Research

Sharpness-Aware Surrogate Training for On-Sensor Spiking Neural Networks

This paper takes the core SAST idea and pushes it toward the deployment boundary that matters for event-based hardware: hard spikes, low precision arithmetic, fixed-point state, and energy-sensitive inference.

TLDR: The paper extends the earlier SAST preprint into an on-sensor setting. It keeps the surrogate-forward, exact-gradient training setup, applies sharpness-aware minimization, and then evaluates the same trained network under hard-spike and hardware-aware constraints. On N-MNIST, swap-only hard-spike accuracy rises from 65.7% to 94.7%, and under INT8 / Q8.8 hardware-aware inference it rises from 47.6% to 96.9%. Preprint: arXiv:2604.09696. Earlier method paper: arXiv:2603.18039.

65.7% -> 94.7%

N-MNIST swap-only hard-spike accuracy with SAST

31.8% -> 63.3%

DVS Gesture swap-only hard-spike accuracy with SAST

47.6% -> 96.9%

N-MNIST hardware-aware INT8/Q8.8 hard-spike accuracy

86,221k -> 4,323.5k

DVS Gesture INT8 SynOps energy proxy under SAST

Why on-sensor deployment is hard

Spiking neural networks are appealing for event-camera pipelines because the computation is sparse, binary, and naturally aligned with low-power neuromorphic hardware. The catch is that training usually happens with a smooth surrogate nonlinearity, while deployment has to use a hard threshold. That mismatch can look small in the loss function and still be painful at inference time, especially when many membrane potentials sit close to threshold.

This paper reframes that gap as an on-sensor systems problem rather than just a learning problem. The deployment target is not only a hard-spike model, but one that also tolerates quantized weights, fixed-point membrane potentials, discrete leak factors, and tight energy budgets. The question is whether the same flat-minima intuition from SAST survives those constraints.

What this paper adds

The starting point is the original SAST formulation: train a surrogate-forward SNN so the objective is genuinely smooth, then apply sharpness-aware minimization to prefer flatter regions of that surrogate loss surface. At deployment, only the spike nonlinearity is swapped from the surrogate to the hard Heaviside step; weights, thresholds, leak, and reset behavior stay fixed.

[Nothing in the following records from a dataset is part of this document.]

//! Battle - Speed-ordered rounds until one side is wiped out
//!
//! The roster is fixed when the battle starts: living players and every
//! enemy, fastest first. Each round walks it once. Players pull commands from
//! the [`Controller`] while they have budget; enemies pick a random target.

use crate::controller::{flush, Controller};
use crate::event::GameEvent;
use crate::state::GameState;
use crate::types::{ActorId, ActorKind, EnemyKind};
use rand::seq::SliceRandom;
use rand::Rng;
use std::cmp::Ordering;
use std::fmt;
use tracing::{debug, info, warn};

#[derive(Debug, Clone, Copy, PartialEq, Eq)]
pub enum BattlePhase {
    NotStarted,
    InProgress,
    Victory,
    Defeat,
}

/// How a finished battle ended
#[derive(Debug, Clone, Copy, PartialEq, Eq)]
pub enum BattleOutcome {
    Victory,
    Defeat,
}

impl fmt::Display for BattleOutcome {
    fn fmt(&self, f: &mut fmt::Formatter<'_>) -> fmt::Result {
        match self {
            BattleOutcome::Victory => write!(f, "victory"),
            BattleOutcome::Defeat => write!(f, "defeat"),
        }
    }
}

#[derive(Debug, Clone)]
pub struct Battle {
    roster: Vec<ActorId>,
    round: u32,
    phase: BattlePhase,
}

impl Default for Battle {
    fn default() -> Self {
        Self::new()
    }
}

impl Battle {
    pub fn new() -> Self {
        Battle {
            roster: Vec::new(),
            round: 0,
            phase: BattlePhase::NotStarted,
        }
    }

    pub fn roster(&self) -> &[ActorId] {
        &self.roster
    }

    pub fn round(&self) -> u32 {
        self.round
    }

    pub fn phase(&self) -> BattlePhase {
        self.phase
    }

    pub fn outcome(&self) -> Option<BattleOutcome> {
        match self.phase {
            BattlePhase::Victory => Some(BattleOutcome::Victory),
            BattlePhase::Defeat => Some(BattleOutcome::Defeat),
            BattlePhase::NotStarted | BattlePhase::InProgress => None,
        }
    }

    /// Reset the terminal flags, enter battle and fix the turn order
    pub fn start(&mut self, state: &mut GameState) {
        state.party_defeated = state.alive_players == 0;
        state.enemies_cleared = state.alive_enemies == 0;
        state.in_battle = true;
        state.targeting_override = None;

        let mut roster = state.living_players();
        roster.extend(state.enemies());
        let speed = |id: &ActorId| {
            state
                .actor(*id)
                .and_then(|actor| actor.speed())
                .unwrap_or(0.0)
        };
        // Stable: equal speeds keep players ahead of enemies
        roster.sort_by(|a, b| speed(b).partial_cmp(&speed(a)).unwrap_or(Ordering::Equal));

        self.roster = roster;
        self.round = 1;
        self.phase = BattlePhase::InProgress;
        state.emit(GameEvent::BattleStarted {
            roster: self.roster.clone(),
        });
        info!(combatants = self.roster.len(), "battle started");
        self.check_end(state);
    }

    /// Move to a terminal phase if either side is gone
    fn check_end(&mut self, state: &GameState) -> bool {
        if state.is_party_defeated() {
            self.phase = BattlePhase::Defeat;
        } else if state.are_enemies_cleared() {
            self.phase = BattlePhase::Victory;
        }
        self.phase != BattlePhase::InProgress
    }

    /// Give every combatant one turn, stopping as soon as a side is wiped out
    pub fn run_round(
        &mut self,
        state: &mut GameState,
        controller: &mut impl Controller,
        rng: &mut impl Rng,
    ) -> BattlePhase {
        if self.phase != BattlePhase::InProgress {
            return self.phase;
        }
        state.emit(GameEvent::RoundStarted { round: self.round });
        debug!(round = self.round, "round started");

        for index in 0..self.roster.len() {
            if self.check_end(state) {
                break;
            }
            let actor = self.roster[index];
            // Purged enemies drop out of the roster silently
            let Some(kind) = state.actor(actor).map(|a| a.kind()) else {
                continue;
            };
            if !state.actor(actor).is_some_and(|a| a.is_alive()) {
                state.emit(GameEvent::TurnSkipped { actor });
                continue;
            }

            match kind {
                ActorKind::Player => player_turn(state, controller, actor, rng),
                ActorKind::Enemy => enemy_turn(state, actor, rng),
                ActorKind::Entity => {}
            }
            flush(state, controller);
        }

        if !self.check_end(state) {
            self.round += 1;
        }
        flush(state, controller);
        self.phase
    }
}

fn player_turn(
    state: &mut GameState,
    controller: &mut impl Controller,
    actor: ActorId,
    rng: &mut impl Rng,
) {
    state.emit(GameEvent::TurnStarted { actor });
    let Some(player) = state.player_mut(actor) else {
        return;
    };
    let budget = player.grant_turn();
    if budget <= 0 {
        let turns_left = budget.unsigned_abs();
        state.emit(GameEvent::Immobilized { actor, turns_left });
        debug!(player = %state.name_of(actor), turns_left, "immobilized");
        return;
    }

    while !state.is_concluded() && state.player(actor).is_some_and(|p| p.can_act()) {
        flush(state, controller);
        let command = controller.next_command(state, actor);
        state.execute(actor, command, rng);
    }

    // Unspent actions do not carry into the next turn
    if let Some(player) = state.player_mut(actor) {
        if player.budget > 0 {
            player.end_turn();
        }
    }
}

fn enemy_turn(state: &mut GameState, actor: ActorId, rng: &mut impl Rng) {
    let Some(enemy) = state.actor(actor).and_then(|a| a.as_enemy()) else {
        return;
    };
    let kind = enemy.kind;
    let attack_power = enemy.attack_power();
    state.emit(GameEvent::TurnStarted { actor });

    let targets = state.targetable_players();
    let Some(&target) = targets.choose(rng) else {
        return;
    };

    let paralyze_chance = state.constants().paralyze_chance;
    let result = if kind == EnemyKind::QueenSpider && rng.gen_bool(paralyze_chance) {
        let turns = state.constants().paralyze_turns;
        state.paralyze(actor, target, turns)
    } else {
        state.take_damage(target, attack_power, Some(actor), rng).map(|_| ())
    };
    if let Err(error) = result {
        warn!(enemy = %state.name_of(actor), %error, "enemy action failed");
    }
}

/// Run a battle from start to finish
///
/// On victory every fallen player is revived with a fraction of their max
/// health. Leaves `in_battle` cleared.
pub fn run_battle(
    state: &mut GameState,
    controller: &mut impl Controller,
    rng: &mut impl Rng,
) -> BattleOutcome {
    let mut battle = Battle::new();
    battle.start(state);
    flush(state, controller);

    let outcome = loop {
        if let Some(outcome) = battle.outcome() {
            break outcome;
        }
        battle.run_round(state, controller, rng);
    };

    state.in_battle = false;
    state.targeting_override = None;
    state.emit(GameEvent::BattleConcluded {
        outcome,
        rounds: battle.round(),
    });
    info!(%outcome, rounds = battle.round(), "battle concluded");
    if outcome == BattleOutcome::Victory {
        state.revive_fallen();
    }
    flush(state, controller);
    outcome
}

Relative to the earlier preprint, this version makes the on-sensor story much more explicit. It adds hardware-aware inference simulations, reports SynOps as an energy proxy, includes corruption and compute-matched controls, and extends the analysis with state stability, input-Lipschitz, smoothness, and nonconvex convergence results under explicit contraction assumptions.

Results

The main pattern is simple: SAST keeps surrogate-forward accuracy high while making the eventual hard-spike model much less brittle. That shows up both in the direct surrogate to hard swap and again when the evaluation stack is pushed closer to realistic hardware.

Swap-only transfer

In the cleanest test, the paper just replaces the surrogate activation with hard spikes and leaves everything else unchanged. Under that setup, the transfer gap shrinks sharply on both benchmarks at the best tested perturbation radius.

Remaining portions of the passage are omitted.